## THE PROBLEM
Consider the data that follows and state how many lines contain the string "forwarded", using the number alone.

─── DATA FOR THIS TASK ───

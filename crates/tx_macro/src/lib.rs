extern crate proc_macro;

use proc_macro::TokenStream;
use quote::quote;
use syn::{parse_macro_input, FnArg, ItemFn, PatType};

/// Wraps an async service method into a MongoDB transaction.
///
/// The method must take `session: &mut Session` and return a `Result` whose
/// error type converts from `mongodb::error::Error`. The body is moved into a
/// `<name>_no_tx` sibling; the wrapper starts a transaction, runs the body,
/// and commits on `Ok` or aborts on `Err`.
#[proc_macro_attribute]
pub fn tx(_args: TokenStream, input: TokenStream) -> TokenStream {
    let func = parse_macro_input!(input as ItemFn);
    let vis = &func.vis;
    let body = &func.block;
    let name = &func.sig.ident;
    let args = &func.sig.inputs;
    let ret = &func.sig.output;

    let forwarded: Vec<_> = args
        .iter()
        .map(|arg| match arg {
            FnArg::Typed(PatType { pat, .. }) => quote! { #pat },
            FnArg::Receiver(_) => quote! { self },
        })
        .collect();

    let inner = quote::format_ident!("{}_no_tx", name);
    let expanded = quote! {
        #vis async fn #inner(#args) #ret {
            #body
        }

        #vis async fn #name(#args) #ret {
            session.start_transaction().await?;
            match Self::#inner(#(#forwarded),*).await {
                Ok(value) => {
                    session.commit_transaction().await?;
                    Ok(value)
                }
                Err(err) => {
                    session.abort_transaction().await?;
                    Err(err)
                }
            }
        }
    };

    TokenStream::from(expanded)
}
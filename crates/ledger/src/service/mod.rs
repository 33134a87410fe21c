pub mod calendar;
pub mod cancellation;
pub mod clients;
pub mod history;
pub mod invoices;
pub mod payments;
pub mod schedule;
pub mod settlement;
pub mod subscriptions;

───

## RESPONSE TO THE EXERCISE
2